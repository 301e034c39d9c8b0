use chrono::{DateTime, Utc};
use serde::{Deserialize, Serialize};

use crate::models::{
    upsert_by_id, ExternalEvent, GeneralInfo, Inspection, MeasurementDocument, MeasurementPoint,
    MeasurementResult, Photo, QualitativeData, ResultKey, TechnicalInfo, WeatherConditions,
};

use super::change::{stamp_if_changed, touch, DocumentPatch};

/// Hints for the presentation layer, e.g. which point to scroll to after an
/// add. The store only carries them.
#[derive(Debug, Clone, Default, PartialEq, Serialize, Deserialize)]
#[serde(rename_all = "camelCase")]
pub struct NavigationHints {
    pub focus_point_id: Option<String>,
    pub focus_result: Option<ResultKey>,
    pub return_to: Option<String>,
}

#[derive(Debug, Clone, Default, PartialEq)]
pub struct StoreState {
    pub current: Option<MeasurementDocument>,
    pub catalog: Vec<MeasurementDocument>,
    pub is_loading: bool,
    pub error: Option<String>,
    pub warning: Option<String>,
    pub navigation: NavigationHints,
}

#[derive(Debug, Clone, PartialEq)]
pub enum Action {
    ReplaceCurrent(Option<MeasurementDocument>),

    UpdateGeneralInfo(GeneralInfo),
    UpdateWeather(WeatherConditions),
    UpdateTechnicalInfo(TechnicalInfo),
    UpdateInspection(Inspection),
    UpdateQualitative(QualitativeData),

    AddPoint(MeasurementPoint),
    UpdatePoint(MeasurementPoint),
    DeletePoint { point_id: String },
    ReorderPoints { from: usize, to: usize },

    AddResult(MeasurementResult),
    UpdateResult(MeasurementResult),
    DeleteResult(ResultKey),
    ReorderResults { from: usize, to: usize },

    AddEvent(ExternalEvent),
    UpdateEvent(ExternalEvent),
    DeleteEvent { event_id: String },
    ReorderEvents { from: usize, to: usize },

    AddPhoto(Photo),
    UpdatePhoto(Photo),
    DeletePhoto { photo_id: String },
    ReorderPhotos { from: usize, to: usize },

    SetCatalog(Vec<MeasurementDocument>),
    UpsertCatalog(MeasurementDocument),
    DeleteFromCatalog { document_id: String },
    /// A save of `document_id` completed with this `updated_at`.
    MarkSaved {
        document_id: String,
        updated_at: DateTime<Utc>,
    },

    SetLoading(bool),
    SetError(Option<String>),
    SetWarning(Option<String>),

    SetNavigationHints(NavigationHints),
    ClearNavigationHints,
}

/// Inputs a transition may depend on besides the state itself.
#[derive(Debug, Clone, Copy)]
pub struct TransitionContext<'a> {
    pub baseline: Option<&'a MeasurementDocument>,
    pub now: DateTime<Utc>,
}

/// Pure state transition. Actions that do not apply to the current state
/// (no open document, unknown id, index out of range) return it unchanged.
pub fn transition(mut state: StoreState, action: Action, ctx: TransitionContext<'_>) -> StoreState {
    match action {
        Action::ReplaceCurrent(document) => {
            state.current = document;
        }

        Action::UpdateGeneralInfo(info) => {
            state = patch_current(state, ctx, DocumentPatch {
                general_info: Some(info),
                ..DocumentPatch::default()
            });
        }
        Action::UpdateWeather(weather) => {
            state = patch_current(state, ctx, DocumentPatch {
                weather_conditions: Some(weather),
                ..DocumentPatch::default()
            });
        }
        Action::UpdateTechnicalInfo(technical) => {
            state = patch_current(state, ctx, DocumentPatch {
                technical_info: Some(technical),
                ..DocumentPatch::default()
            });
        }
        Action::UpdateInspection(inspection) => {
            state = patch_current(state, ctx, DocumentPatch {
                inspection: Some(inspection),
                ..DocumentPatch::default()
            });
        }
        Action::UpdateQualitative(qualitative) => {
            state = patch_current(state, ctx, DocumentPatch {
                qualitative_data: Some(qualitative),
                ..DocumentPatch::default()
            });
        }

        Action::AddPoint(point) => {
            state = edit_current(state, ctx, |doc| {
                if doc.point(&point.id).is_none() {
                    doc.measurement_points.push(point);
                }
            });
        }
        Action::UpdatePoint(point) => {
            state = edit_current(state, ctx, |doc| {
                let id = point.id.clone();
                replace_where(&mut doc.measurement_points, |p| p.id == id, point);
            });
        }
        Action::DeletePoint { point_id } => {
            state = edit_current(state, ctx, |doc| {
                if doc.point(&point_id).is_some() {
                    doc.measurement_points.retain(|p| p.id != point_id);
                    doc.measurement_results.retain(|r| r.point_id != point_id);
                    doc.photos.retain(|photo| photo.point_id != point_id);
                }
            });
        }
        Action::ReorderPoints { from, to } => {
            state = edit_current(state, ctx, |doc| {
                move_item(&mut doc.measurement_points, from, to);
            });
        }

        Action::AddResult(result) => {
            state = edit_current(state, ctx, |doc| {
                let key = result.key();
                replace_or_push(&mut doc.measurement_results, |r| r.matches(&key), result);
            });
        }
        Action::UpdateResult(result) => {
            state = edit_current(state, ctx, |doc| {
                let key = result.key();
                replace_where(&mut doc.measurement_results, |r| r.matches(&key), result);
            });
        }
        Action::DeleteResult(key) => {
            state = edit_current(state, ctx, |doc| {
                doc.measurement_results.retain(|r| !r.matches(&key));
            });
        }
        Action::ReorderResults { from, to } => {
            state = edit_current(state, ctx, |doc| {
                move_item(&mut doc.measurement_results, from, to);
            });
        }

        Action::AddEvent(event) => {
            state = edit_current(state, ctx, |doc| {
                if !doc.external_events.iter().any(|e| e.id == event.id) {
                    doc.external_events.push(event);
                }
            });
        }
        Action::UpdateEvent(event) => {
            state = edit_current(state, ctx, |doc| {
                let id = event.id.clone();
                replace_where(&mut doc.external_events, |e| e.id == id, event);
            });
        }
        Action::DeleteEvent { event_id } => {
            state = edit_current(state, ctx, |doc| {
                doc.external_events.retain(|e| e.id != event_id);
            });
        }
        Action::ReorderEvents { from, to } => {
            state = edit_current(state, ctx, |doc| {
                move_item(&mut doc.external_events, from, to);
            });
        }

        // Photo edits always advance `updated_at`.
        Action::AddPhoto(photo) => {
            stamp_current(&mut state, ctx, |doc| {
                if !doc.photos.iter().any(|p| p.id == photo.id) {
                    doc.photos.push(photo);
                }
            });
        }
        Action::UpdatePhoto(photo) => {
            stamp_current(&mut state, ctx, |doc| {
                let id = photo.id.clone();
                replace_where(&mut doc.photos, |p| p.id == id, photo);
            });
        }
        Action::DeletePhoto { photo_id } => {
            stamp_current(&mut state, ctx, |doc| {
                doc.photos.retain(|p| p.id != photo_id);
            });
        }
        Action::ReorderPhotos { from, to } => {
            stamp_current(&mut state, ctx, |doc| {
                move_item(&mut doc.photos, from, to);
            });
        }

        Action::SetCatalog(catalog) => {
            state.catalog = catalog;
        }
        Action::UpsertCatalog(document) => {
            upsert_by_id(&mut state.catalog, document);
        }
        Action::DeleteFromCatalog { document_id } => {
            state.catalog.retain(|doc| doc.id != document_id);
        }
        Action::MarkSaved {
            document_id,
            updated_at,
        } => {
            if let Some(current) = state.current.as_mut().filter(|doc| doc.id == document_id) {
                current.updated_at = updated_at;
            }
            state.error = None;
        }

        Action::SetLoading(loading) => {
            state.is_loading = loading;
        }
        Action::SetError(error) => {
            state.error = error;
        }
        Action::SetWarning(warning) => {
            state.warning = warning;
        }

        Action::SetNavigationHints(hints) => {
            state.navigation = hints;
        }
        Action::ClearNavigationHints => {
            state.navigation = NavigationHints::default();
        }
    }

    state
}

fn patch_current(
    mut state: StoreState,
    ctx: TransitionContext<'_>,
    patch: DocumentPatch,
) -> StoreState {
    if let Some(current) = state.current.take() {
        state.current = Some(touch(&current, patch, ctx.baseline, ctx.now));
    }
    state
}

fn edit_current<F>(mut state: StoreState, ctx: TransitionContext<'_>, edit: F) -> StoreState
where
    F: FnOnce(&mut MeasurementDocument),
{
    if let Some(current) = state.current.take() {
        let mut next = current.clone();
        edit(&mut next);
        state.current = Some(stamp_if_changed(&current, next, ctx.baseline, ctx.now));
    }
    state
}

fn stamp_current<F>(state: &mut StoreState, ctx: TransitionContext<'_>, edit: F)
where
    F: FnOnce(&mut MeasurementDocument),
{
    if let Some(current) = state.current.as_mut() {
        edit(current);
        current.updated_at = ctx.now;
    }
}

fn replace_where<T, P>(items: &mut [T], predicate: P, replacement: T)
where
    P: Fn(&T) -> bool,
{
    if let Some(slot) = items.iter_mut().find(|item| predicate(item)) {
        *slot = replacement;
    }
}

fn replace_or_push<T, P>(items: &mut Vec<T>, predicate: P, item: T)
where
    P: Fn(&T) -> bool,
{
    match items.iter_mut().find(|existing| predicate(existing)) {
        Some(slot) => *slot = item,
        None => items.push(item),
    }
}

fn move_item<T>(items: &mut Vec<T>, from: usize, to: usize) {
    if from >= items.len() || to >= items.len() || from == to {
        return;
    }
    let item = items.remove(from);
    items.insert(to, item);
}
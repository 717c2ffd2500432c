// Copyright 2025 the Cityblock Authors
// SPDX-License-Identifier: Apache-2.0 OR MIT

//! Backend implementations for different search strategies.
//!
//! - `brute_force`: linear scan over every seed (O(N) per query, no build step).
//! - `kdtree`: balanced k-d tree built once (O(log N) expected per query).
//!
//! Both backends answer with the same [`Nearest`](crate::Nearest) for every
//! query, so a rasterization produces identical labels with either one.
//!
//! Tie-break note
//! --------------
//! A linear scan keeps the first seed it sees at the minimum distance, which is
//! the lowest label. A tree visits seeds in spatial order instead, so it compares
//! candidates on `(distance, label)` and only prunes a subtree whose distance
//! bound is larger than the best distance, or equal to it while every label in
//! the subtree is larger than the best label.

pub mod brute_force;
pub mod kdtree;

# Work order
Lines holding "AddPoint": give how many there are in the entries above, and nothing more.

# Result for this task
2